By evil e | May 22, 2009
I still can’t believe the only way to legally kill yourself in this country is to be in excrutiating pain.
Cancer patient first to use Washington’s assisted suicide law
SEATTLE, Washington (CNN) — A 66-year-old woman with stage 4 pancreatic cancer became the first person to use Washington’s assisted suicide law, a nonprofit organization announced Friday.Compassion & Choices, an organization that says it advocates choice for the terminally ill, said Linda Fleming of Sequim, took her prescribed medication and died Thursday evening at home with her family, her dog and her physician.
She had been diagnosed a month ago with stage 4 pancreatic cancer and was told she was “actively dying,” Compassion & Choices said in a written statement.

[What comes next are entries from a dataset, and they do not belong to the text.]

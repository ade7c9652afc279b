//! Database operations for the `offers` table.

use chrono::{DateTime, Utc};
use offerdb_core::{CanonicalOffer, RegionCode};
use sqlx::{PgPool, Postgres};

use crate::DbError;

// ---------------------------------------------------------------------------
// Row types
// ---------------------------------------------------------------------------

/// A row from the `offers` table.
#[derive(Debug, Clone, sqlx::FromRow)]
pub struct OfferRow {
    pub id: i64,
    pub region_code: String,
    pub offer_id: String,
    pub model_year: String,
    pub start_date: String,
    pub end_date: String,
    pub is_featured: bool,
    pub sales_program_name: String,
    pub sales_program_type: String,
    pub model_group_name: String,
    pub photo_url: String,
    pub description: String,
    pub series_item_name: String,
    pub tab: String,
    pub created_at: DateTime<Utc>,
}

/// Optional equality filters for [`list_offers`]. `None` fields are ignored.
#[derive(Debug, Clone, Default)]
pub struct OfferFilter {
    pub region_code: Option<RegionCode>,
    pub tab: Option<String>,
    pub sales_program_type: Option<String>,
    pub model_year: Option<String>,
    pub limit: Option<i64>,
}

// ---------------------------------------------------------------------------
// Writes
// ---------------------------------------------------------------------------

/// Replaces every stored offer for `region` with `offers`.
///
/// The delete and the bulk insert run in one transaction, so readers see
/// either the previous set or the new one, never an empty or doubled region.
/// Both statements are scoped to `region`; rows of other regions are never
/// touched. An empty `offers` slice clears the region.
///
/// Returns the number of rows inserted.
///
/// # Errors
///
/// Returns [`DbError::RegionMismatch`] if any offer belongs to a different
/// region (nothing is written), or [`DbError::Sqlx`] if any statement fails
/// (the transaction is rolled back).
pub async fn replace_region_offers(
    pool: &PgPool,
    region: &RegionCode,
    offers: &[CanonicalOffer],
) -> Result<u64, DbError> {
    if let Some(stray) = offers.iter().find(|o| &o.region_code != region) {
        return Err(DbError::RegionMismatch {
            expected: region.to_string(),
            found: stray.region_code.to_string(),
        });
    }

    let mut tx = pool.begin().await?;

    sqlx::query("DELETE FROM offers WHERE region_code = $1")
        .bind(region.as_str())
        .execute(&mut *tx)
        .await?;

    let inserted = if offers.is_empty() {
        0
    } else {
        insert_offer_batch(&mut tx, region, offers).await?
    };

    tx.commit().await?;
    Ok(inserted)
}

/// Bulk-inserts `offers` in one `INSERT … SELECT … FROM UNNEST(…)` round-trip.
async fn insert_offer_batch(
    tx: &mut sqlx::Transaction<'_, Postgres>,
    region: &RegionCode,
    offers: &[CanonicalOffer],
) -> Result<u64, sqlx::Error> {
    // Collect each column into a parallel Vec for UNNEST binding.
    let mut offer_ids: Vec<&str> = Vec::with_capacity(offers.len());
    let mut model_years: Vec<&str> = Vec::with_capacity(offers.len());
    let mut start_dates: Vec<&str> = Vec::with_capacity(offers.len());
    let mut end_dates: Vec<&str> = Vec::with_capacity(offers.len());
    let mut featured: Vec<bool> = Vec::with_capacity(offers.len());
    let mut program_names: Vec<&str> = Vec::with_capacity(offers.len());
    let mut program_types: Vec<&str> = Vec::with_capacity(offers.len());
    let mut group_names: Vec<&str> = Vec::with_capacity(offers.len());
    let mut photo_urls: Vec<&str> = Vec::with_capacity(offers.len());
    let mut descriptions: Vec<&str> = Vec::with_capacity(offers.len());
    let mut series_names: Vec<&str> = Vec::with_capacity(offers.len());
    let mut tabs: Vec<&str> = Vec::with_capacity(offers.len());
    let mut created_ats: Vec<DateTime<Utc>> = Vec::with_capacity(offers.len());

    for offer in offers {
        offer_ids.push(&offer.offer_id);
        model_years.push(&offer.model_year);
        start_dates.push(&offer.start_date);
        end_dates.push(&offer.end_date);
        featured.push(offer.is_featured);
        program_names.push(&offer.sales_program_name);
        program_types.push(&offer.sales_program_type);
        group_names.push(&offer.model_group_name);
        photo_urls.push(&offer.photo_url);
        descriptions.push(&offer.description);
        series_names.push(&offer.series_item_name);
        tabs.push(&offer.tab);
        created_ats.push(offer.created_at);
    }

    let result = sqlx::query(
        "INSERT INTO offers \
             (region_code, offer_id, model_year, start_date, end_date, is_featured, \
              sales_program_name, sales_program_type, model_group_name, photo_url, \
              description, series_item_name, tab, created_at) \
         SELECT $1, * FROM UNNEST(\
              $2::text[], $3::text[], $4::text[], $5::text[], $6::bool[], \
              $7::text[], $8::text[], $9::text[], $10::text[], \
              $11::text[], $12::text[], $13::text[], $14::timestamptz[])",
    )
    .bind(region.as_str())
    .bind(&offer_ids)
    .bind(&model_years)
    .bind(&start_dates)
    .bind(&end_dates)
    .bind(&featured)
    .bind(&program_names)
    .bind(&program_types)
    .bind(&group_names)
    .bind(&photo_urls)
    .bind(&descriptions)
    .bind(&series_names)
    .bind(&tabs)
    .bind(&created_ats)
    .execute(&mut **tx)
    .await?;

    Ok(result.rows_affected())
}

// ---------------------------------------------------------------------------
// Reads
// ---------------------------------------------------------------------------

/// Lists stored offers matching `filter`, ordered by region then offer id.
///
/// # Errors
///
/// Returns [`DbError::Sqlx`] if the query fails.
pub async fn list_offers(pool: &PgPool, filter: &OfferFilter) -> Result<Vec<OfferRow>, DbError> {
    let rows = sqlx::query_as::<_, OfferRow>(
        "SELECT id, region_code, offer_id, model_year, start_date, end_date, is_featured, \
                sales_program_name, sales_program_type, model_group_name, photo_url, \
                description, series_item_name, tab, created_at \
         FROM offers \
         WHERE ($1::TEXT IS NULL OR region_code = $1) \
           AND ($2::TEXT IS NULL OR tab = $2) \
           AND ($3::TEXT IS NULL OR sales_program_type = $3) \
           AND ($4::TEXT IS NULL OR model_year = $4) \
         ORDER BY region_code, offer_id, id \
         LIMIT COALESCE($5, 9223372036854775807)",
    )
    .bind(filter.region_code.as_ref().map(RegionCode::as_str))
    .bind(filter.tab.as_deref())
    .bind(filter.sales_program_type.as_deref())
    .bind(filter.model_year.as_deref())
    .bind(filter.limit)
    .fetch_all(pool)
    .await?;

    Ok(rows)
}

/// Returns the number of offers currently stored for `region`.
///
/// # Errors
///
/// Returns [`DbError::Sqlx`] if the query fails.
pub async fn count_offers_for_region(pool: &PgPool, region: &RegionCode) -> Result<i64, DbError> {
    let count: i64 = sqlx::query_scalar("SELECT COUNT(*) FROM offers WHERE region_code = $1")
        .bind(region.as_str())
        .fetch_one(pool)
        .await?;

    Ok(count)
}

“The pain became unbearable, and it was only going to get worse,” Fleming said, according to the organization.
It said Fleming had worked with the organization’s volunteers to consider her choices. “I am a very spiritual person, and it was very important to me to be conscious, clear-minded and alert at the time of my death,” she said, according to Compassion & Choices. “The powerful pain medications were making it difficult to maintain the state of mind I wanted to have at my death. And I knew I would have to increase them.”
Washington’s law was approved by about 60 percent of voters in November. A similar law in Oregon passed in 1994.
Oregon says 401 people have died under the terms of its law.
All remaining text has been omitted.